Tech

Coinhive cryptojacking service to shut down in March 2019

Coinhive wanted to be an alternative to classic banner ads but it became malware after constant abuse.

Written by Catalin Cimpanu, Contributor Feb. 27, 2019 at 11:55 a.m. PT

Image: Coinhive // Composition: ZDNet

Coinhive, an in-browser Monero cryptocurrency miner famous for being abused by malware gangs, announced this week its intention to shut down all operations next month, on March 8, 2019.

The service cited multiple reasons for its decision in a blog post published yesterday.

"The drop in hash rate (over 50%) after the last Monero hard fork hit us hard," the company said. "So did the 'crash' of the crypto currency market with the value of XMR depreciating over 85% within a year."

"This and the announced hard fork and algorithm update of the Monero network on March 9 has lead us to the conclusion that we need to discontinue Coinhive," the company said.

Coinhive said all in-browser Monero mining will stop working after March 8, and registered users will have until April 30 to withdraw funds from their accounts.

The service, which launched in mid-September 2017, promoted itself as an alternative to classic banner ads.

It worked on the idea that websites could load a JavaScript file (coinhive.js) on their pages.

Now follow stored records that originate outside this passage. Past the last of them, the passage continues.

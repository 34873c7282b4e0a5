use crate::aggregator::SessionResult;
use crate::config::get_tx_explorer_url;
use crate::types::{TokenRef, TransferStatus};
use anyhow::Result;
use chrono::Utc;
use ethers::types::U256;
use std::fmt::Write as _;
use std::fs::{self, OpenOptions};
use std::io::Write;
use std::path::{Path, PathBuf};

/// Log file name
const OPERATION_LOG_FILE: &str = "operation_log.txt";

/// Get the directory where app data is stored (same as settings)
fn app_data_dir() -> PathBuf {
    if let Some(config_dir) = dirs::config_dir() {
        let app_dir = config_dir.join("scarab");
        if !app_dir.exists() {
            let _ = fs::create_dir_all(&app_dir);
        }
        app_dir
    } else {
        PathBuf::from(".")
    }
}

fn log_path() -> PathBuf {
    app_data_dir().join(OPERATION_LOG_FILE)
}

/// Get the full path to the operation log file as a string for display
pub fn log_file_path() -> String {
    log_path().display().to_string()
}

/// Append a structured log entry describing a user-requested operation.
pub fn append_log(operation: &str, chain_id: u64, details: impl AsRef<str>) -> Result<()> {
    append_log_to(&log_path(), operation, chain_id, details)
}

/// One log entry: a header line, the details indented by two spaces, then a blank line.
fn format_entry(timestamp: &str, operation: &str, chain_id: u64, details: &str) -> String {
    let mut entry = format!("[{}] chain_id={} operation={}\n", timestamp, chain_id, operation);
    if details.trim().is_empty() {
        entry.push_str("  (no additional details)\n");
    } else {
        for line in details.lines() {
            if line.trim().is_empty() {
                entry.push('\n');
            } else {
                let _ = writeln!(entry, "  {}", line);
            }
        }
    }
    entry.push('\n');
    entry
}

fn append_log_to(path: &Path, operation: &str, chain_id: u64, details: impl AsRef<str>) -> Result<()> {
    if let Some(parent) = path.parent().filter(|p| !p.as_os_str().is_empty()) {
        fs::create_dir_all(parent)?;
    }

    let entry = format_entry(&Utc::now().to_rfc3339(), operation, chain_id, details.as_ref());
    OpenOptions::new()
        .create(true)
        .append(true)
        .open(path)?
        .write_all(entry.as_bytes())?;
    Ok(())
}

/// Read the entire log file content
pub fn read_log() -> Result<String> {
    let path = log_path();
    if path.exists() {
        Ok(fs::read_to_string(&path)?)
    } else {
        Ok(String::new())
    }
}

/// Log body for a balance check.
pub fn balance_check_details(token: &TokenRef, balance: U256) -> String {
    format!(
        "contract={:?}\ntoken_id={}\nbalance={}",
        token.contract, token.token_id, balance
    )
}

/// Log body for a finished transfer session, one line per transfer.
pub fn session_details(chain_id: u64, token: &TokenRef, amount_per_recipient: U256, result: &SessionResult) -> String {
    let mut body = format!(
        "contract={:?}\ntoken_id={}\namount_per_recipient={}\n{}\n",
        token.contract,
        token.token_id,
        amount_per_recipient,
        result.summary()
    );

    for batch in &result.batches {
        for transfer in &batch.transfers {
            let tx = transfer
                .tx_hash
                .map(|h| {
                    let hash = format!("{:?}", h);
                    get_tx_explorer_url(chain_id, &hash).unwrap_or(hash)
                })
                .unwrap_or_else(|| "-".to_string());
            let status = match &transfer.status {
                TransferStatus::Confirmed { .. } => "confirmed".to_string(),
                TransferStatus::Failed { error } => format!("failed: {}", error),
            };
            let _ = writeln!(body, "batch {} {} {} {}", batch.index, transfer.recipient, status, tx);
        }
    }

    if let Some(balance) = result.balance_after {
        let _ = writeln!(body, "balance_after={}", balance);
    }
    body
}

#[cfg(test)]
mod tests {
    use super::*;
    use crate::aggregator::aggregate;
    use crate::types::{BatchReport, TransferRecord};
    use ethers::types::{Address, TxHash};

    fn token() -> TokenRef {
        TokenRef::new(Address::repeat_byte(0x42), U256::one())
    }

    #[test]
    fn test_append_log_format() {
        let path = std::env::temp_dir().join(format!("scarab_oplog_test_{}.txt", std::process::id()));
        let _ = fs::remove_file(&path);

        append_log_to(&path, "balance", 137, "line one\n\nline two").unwrap();
        append_log_to(&path, "send", 137, "").unwrap();
        let content = fs::read_to_string(&path).unwrap();
        let _ = fs::remove_file(&path);

        assert!(content.contains("chain_id=137 operation=balance"));
        assert!(content.contains("  line one\n\n  line two\n"));
        assert!(content.contains("operation=send\n  (no additional details)"));
    }

    #[test]
    fn test_format_entry_layout() {
        let entry = format_entry("2026-01-01T00:00:00+00:00", "send", 8453, "a=1\n   \nb=2");
        assert_eq!(
            entry,
            "[2026-01-01T00:00:00+00:00] chain_id=8453 operation=send\n  a=1\n\n  b=2\n\n"
        );
    }

    #[test]
    fn test_session_details_links_transactions() {
        let hash = TxHash::from_low_u64_be(1);
        let report = BatchReport::from_transfers(
            0,
            vec![
                TransferRecord {
                    recipient: "0xaaa".to_string(),
                    tx_hash: Some(hash),
                    status: TransferStatus::Confirmed { block_number: Some(5) },
                },
                TransferRecord {
                    recipient: "0xbbb".to_string(),
                    tx_hash: None,
                    status: TransferStatus::Failed { error: "rejected".to_string() },
                },
            ],
        );
        let result = aggregate(vec![report]);
        let details = session_details(137, &token(), U256::from(2u64), &result);

        assert!(details.contains("amount_per_recipient=2"));
        assert!(details.contains(&format!("batch 0 0xaaa confirmed https://polygonscan.com/tx/{:?}", hash)));
        assert!(details.contains("batch 0 0xbbb failed: rejected -"));
    }

    #[test]
    fn test_balance_check_details() {
        let details = balance_check_details(&token(), U256::from(9u64));
        assert!(details.contains("token_id=1"));
        assert!(details.contains("balance=9"));
    }
}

This JS file would mine Monero inside visitors' browsers on behalf of the site owners. The more time the users spent on the site, the more money the site owner would make.

But despite some public experimentation on The Pirate Bay, Coinive never caught on with major websites, being fiercly criticized for driving CPU usage inside browsers through the roof.

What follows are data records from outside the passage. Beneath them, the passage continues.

#[cfg(test)]
mod tests {
    use super::*;
    use ethers::abi::{encode, Token};
    use ethers::providers::{JsonRpcError, MockProvider, MockResponse};

    const TEST_KEY: &str = "4c0883a69102937d6231471b5dbb6204fe5129617082792ae468d01a3f362318";

    fn mocked_client() -> (EthersChainClient<Provider<MockProvider>, LocalWallet>, MockProvider) {
        let (provider, mock) = Provider::mocked();
        let wallet: LocalWallet = TEST_KEY.parse().unwrap();
        let wallet = wallet.with_chain_id(137u64);
        (EthersChainClient::new(Arc::new(provider), wallet, 137), mock)
    }

    fn token() -> TokenRef {
        TokenRef::new(Address::repeat_byte(0x42), U256::one())
    }

    #[tokio::test]
    async fn test_request_account() {
        let (client, mock) = mocked_client();
        mock.push::<U256, _>(U256::from(137u64)).unwrap();

        let account = client.request_account().await.unwrap();
        assert_eq!(account.chain_id, 137);
        assert_eq!(account.address, client.address());
    }

    #[tokio::test]
    async fn test_balance_of_decodes_call_output() {
        let (client, mock) = mocked_client();
        let output: Bytes = encode(&[Token::Uint(U256::from(200u64))]).into();
        mock.push::<Bytes, _>(output).unwrap();

        let balance = client.balance_of(client.address(), &token()).await.unwrap();
        assert_eq!(balance, U256::from(200u64));
    }

    #[tokio::test]
    async fn test_uri_of_decodes_call_output() {
        let (client, mock) = mocked_client();
        let output: Bytes = encode(&[Token::String("ipfs://Qm/{id}.json".to_string())]).into();
        mock.push::<Bytes, _>(output).unwrap();

        let uri = client.uri_of(&token()).await.unwrap();
        assert_eq!(uri, "ipfs://Qm/{id}.json");
    }

    #[tokio::test]
    async fn test_balance_of_rpc_error() {
        // No queued response, so the mock provider errors
        let (client, _mock) = mocked_client();
        assert!(client.balance_of(client.address(), &token()).await.is_err());
    }

    #[tokio::test]
    async fn test_transfer_batch_rejects_malformed_recipient() {
        let (client, _mock) = mocked_client();
        let err = client
            .transfer_batch(
                Address::repeat_byte(0x42),
                client.address(),
                "not-an-address",
                &[U256::one()],
                &[U256::one()],
                &[],
            )
            .await
            .unwrap_err();
        assert!(err.to_string().contains("Invalid recipient address"));
    }

    fn legacy_client() -> (EthersChainClient<Provider<MockProvider>, LocalWallet>, MockProvider) {
        let (provider, mock) = Provider::mocked();
        let wallet: LocalWallet = TEST_KEY.parse().unwrap();
        (EthersChainClient::new(Arc::new(provider), wallet, 56), mock)
    }

    /// Queue the node responses for one legacy submission. The mock pops responses from the
    /// back, so the last submission must be queued first.
    fn queue_submission(mock: &MockProvider, nonce: Option<u64>, tx_hash: TxHash) {
        mock.push::<TxHash, _>(tx_hash).unwrap();
        mock.push::<U256, _>(U256::from(30_000_000_000u64)).unwrap();
        mock.push::<U256, _>(U256::from(60_000u64)).unwrap();
        if let Some(nonce) = nonce {
            mock.push::<U256, _>(U256::from(nonce)).unwrap();
        }
    }

    async fn send_one(client: &EthersChainClient<Provider<MockProvider>, LocalWallet>, to: &str) -> Result<PendingTransfer> {
        client
            .transfer_batch(Address::repeat_byte(0x42), client.address(), to, &[U256::one()], &[U256::one()], &[])
            .await
    }

    #[test]
    fn test_signer_bound_to_client_chain() {
        let (provider, _mock) = Provider::mocked();
        let wallet: LocalWallet = TEST_KEY.parse().unwrap();
        let client = EthersChainClient::new(Arc::new(provider), wallet.with_chain_id(137u64), 8453);
        assert_eq!(client.signer.chain_id(), 8453);
    }

    #[tokio::test]
    async fn test_sibling_submissions_reserve_consecutive_nonces() {
        let (client, mock) = legacy_client();
        let first_hash = TxHash::from_low_u64_be(1);
        let second_hash = TxHash::from_low_u64_be(2);
        queue_submission(&mock, None, second_hash);
        queue_submission(&mock, Some(7), first_hash);

        let recipient = format!("{:?}", Address::repeat_byte(0x11));
        let results = futures::future::join_all([send_one(&client, &recipient), send_one(&client, &recipient)]).await;
        let hashes: Vec<TxHash> = results.into_iter().map(|r| r.unwrap().tx_hash).collect();

        assert_eq!(hashes, vec![first_hash, second_hash]);
        // Fetched once, then advanced locally for each broadcast
        assert_eq!(*client.current_nonce.lock().await, Some(U256::from(9u64)));
    }

    #[tokio::test]
    async fn test_failed_broadcast_resets_nonce() {
        let (client, mock) = legacy_client();
        let recipient = format!("{:?}", Address::repeat_byte(0x11));

        // A later successful submission, which must re-read the nonce
        queue_submission(&mock, Some(7), TxHash::from_low_u64_be(3));
        mock.push_response(MockResponse::Error(JsonRpcError {
            code: -32000,
            message: "nonce too low".to_string(),
            data: None,
        }));
        mock.push::<U256, _>(U256::from(30_000_000_000u64)).unwrap();
        mock.push::<U256, _>(U256::from(60_000u64)).unwrap();
        mock.push::<U256, _>(U256::from(7u64)).unwrap();

        let err = send_one(&client, &recipient).await.unwrap_err();
        assert!(err.to_string().contains("Failed to send transaction"));
        assert!(err.to_string().contains("nonce too low"));
        assert_eq!(*client.current_nonce.lock().await, None);

        let pending = send_one(&client, &recipient).await.unwrap();
        assert_eq!(pending.tx_hash, TxHash::from_low_u64_be(3));
        assert_eq!(*client.current_nonce.lock().await, Some(U256::from(8u64)));
    }

    #[tokio::test]
    async fn test_await_confirmation_reverted_receipt_is_error() {
        let (client, mock) = legacy_client();
        let receipt = TransactionReceipt {
            status: Some(U64::zero()),
            block_number: Some(U64::from(5u64)),
            ..Default::default()
        };
        mock.push::<TransactionReceipt, _>(receipt).unwrap();

        let pending = PendingTransfer { tx_hash: TxHash::from_low_u64_be(1) };
        let err = client.await_confirmation(&pending).await.unwrap_err();
        assert!(err.to_string().contains("reverted"));
    }

    #[tokio::test]
    async fn test_await_confirmation_success() {
        let (client, mock) = legacy_client();
        let receipt = TransactionReceipt {
            status: Some(U64::one()),
            block_number: Some(U64::from(5u64)),
            gas_used: Some(U256::from(51_000u64)),
            ..Default::default()
        };
        mock.push::<TransactionReceipt, _>(receipt).unwrap();

        let pending = PendingTransfer { tx_hash: TxHash::from_low_u64_be(1) };
        let confirmation = client.await_confirmation(&pending).await.unwrap();
        assert_eq!(confirmation, Confirmation { block_number: Some(5), gas_used: 51_000 });
    }
}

Instead, Coinhive became the go-to solution for cyber-criminal gangs who proceeded to hack sites all over the internet and leave the Coinhive file configured to mine Monero for their accounts.

This practice became widely known under different names, such as "cryptojacking," "in-browser mining," or "drive-by mining" and it became a real problem in late 2017 and the first half of 2018, with Coinhive scripts ending up on government sites, live chat widgets, gaming mods, famous sites, fundraising campaigns, Youtube ads, ad networks, browser extensions, routers, mobile apps, and desktop applications.

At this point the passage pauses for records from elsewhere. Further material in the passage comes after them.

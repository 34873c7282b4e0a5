//! Balance oracle: the operator's current holding of the selected token, plus best-effort
//! display metadata.

use crate::chain_client::ChainClient;
use crate::error::{TransferError, TransferResult};
use crate::metadata::{self, MetadataFetcher, TokenMetadata};
use crate::types::TokenRef;
use ethers::prelude::*;
use std::sync::Arc;
use tokio::sync::Mutex;
use tracing::{info, warn};

/// Result of an explicit balance check.
#[derive(Debug, Clone, PartialEq, Eq)]
pub struct BalanceReport {
    pub balance: U256,
    /// None when the token URI could not be read.
    pub metadata: Option<TokenMetadata>,
}

#[derive(Debug, Clone, Copy)]
struct BalanceSnapshot {
    account: Address,
    token: TokenRef,
    balance: U256,
}

pub struct BalanceOracle {
    client: Arc<dyn ChainClient>,
    fetcher: Arc<dyn MetadataFetcher>,
    ipfs_gateway: String,
    snapshot: Mutex<Option<BalanceSnapshot>>,
}

impl BalanceOracle {
    pub fn new(client: Arc<dyn ChainClient>, fetcher: Arc<dyn MetadataFetcher>, ipfs_gateway: impl Into<String>) -> Self {
        Self {
            client,
            fetcher,
            ipfs_gateway: ipfs_gateway.into(),
            snapshot: Mutex::new(None),
        }
    }

    /// Read the balance from the contract and remember it as the current value.
    pub async fn query_balance(&self, account: Address, token: &TokenRef) -> TransferResult<U256> {
        let balance = self
            .client
            .balance_of(account, token)
            .await
            .map_err(|e| TransferError::Query(e.to_string()))?;

        *self.snapshot.lock().await = Some(BalanceSnapshot {
            account,
            token: *token,
            balance,
        });
        info!("Balance of {:?} for token {} at {:?}: {}", account, token.token_id, token.contract, balance);
        Ok(balance)
    }

    /// Last queried balance for this account/token pair, if it has not been invalidated.
    pub async fn current_balance(&self, account: Address, token: &TokenRef) -> Option<U256> {
        self.snapshot
            .lock()
            .await
            .filter(|s| s.account == account && s.token == *token)
            .map(|s| s.balance)
    }

    /// Mark the stored balance stale. Called as soon as transfers start going out.
    pub async fn invalidate(&self) {
        *self.snapshot.lock().await = None;
    }

    /// Resolve the token's metadata URL and image. Never fails: a URI read failure yields None,
    /// a document fetch failure yields metadata without an image.
    pub async fn resolve_metadata(&self, token: &TokenRef) -> Option<TokenMetadata> {
        let uri = match self.client.uri_of(token).await {
            Ok(uri) => uri,
            Err(e) => {
                warn!("{}", TransferError::MetadataUnavailable(format!("uri() failed: {}", e)));
                return None;
            }
        };

        let metadata_url = metadata::metadata_url(&uri, token.token_id, &self.ipfs_gateway);
        let image_url = match self.fetcher.fetch_json(&metadata_url).await {
            Ok(document) => metadata::image_url(&document, &self.ipfs_gateway),
            Err(e) => {
                warn!("{}", TransferError::MetadataUnavailable(format!("{:#}", e)));
                None
            }
        };

        Some(TokenMetadata {
            uri,
            metadata_url,
            image_url,
        })
    }

    /// Query the balance, then enrich it with metadata. Only the balance query can fail.
    pub async fn check_balance(&self, account: Address, token: &TokenRef) -> TransferResult<BalanceReport> {
        let balance = self.query_balance(account, token).await?;
        let metadata = self.resolve_metadata(token).await;
        Ok(BalanceReport { balance, metadata })
    }
}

This got Coinhive's domain banned in both antivirus products and ad blocker browser extensions alike.

Coinhive's success also led to a copycat trend with tens of similar services popping up online. However, for most of its lifetime, the German company remained the dominant force on the legal and illegal in-browser cryptojacking scene.

According to security researcher Troy Mursch, Coinhive had a market share of 62 percent in August 2018, and according to an academic paper, the company was making in an estimated $250,000 per month up until last summer.

Coinhive remains the leader in the #cryptojacking industry with a 62% share of all websites using a JavaScript cryptocurrency miner. pic.twitter.com/YKbZpQ3qmP
— Bad Packets Report (@bad_packets) August 16, 2018

Coinhive's decline came as its success --by riding the spike and inherent downfall of Monero's price. The service was wildly popular in 2017 and early 2018, but as prices dropped in late 2018, so did Coinhive's usage --on both legitimate sites and in malware operations.

Speaking to ZDNet in early December, Jérôme Segura, malware researcher at Malwarebytes, shared his views on the cryptojacking scene that was showing signs of decline even back then.

"While 'cryptojacking' or 'drive-by mining' dominated the threat landscape in late 2017 and early 2018, it took a backseat for the rest of the year, with the notable exception of some campaigns powered by a large number of compromised IoT devices (i.e. MikroTik exploits)," Segura told ZDNet in December.

"As it stands, the profits generated from in-browser mining are not what they used to be, due to the decline in the value of cryptocurrencies," he said.

"Our telemetry shows a sharp decrease in Coinhive related traffic, although one of its competitors such as CoinIMP, have gained traction during the past few months," Segura said.

Speaking to ZDNet today, the Malwarebytes researcher stood by his December 2018 statement that in-browser cryptojacking, as a malware trend, is almost certain dead.

"There are still a lot of hacked sites with Coinhive code, but I have a feeling these are mostly remnants from past hacks," the researcher told us. "Most of what I see these days is CoinIMP [a Coinhive competitor] and it's been active again with Drupal hacks recently. But overall, I think the trend is nearing out."

Yesterday's announcement from Coinhive effectively puts an end to the in-browser cryptojacking trend that at one point dominated all of the security community's discussions in 2017 and 2018.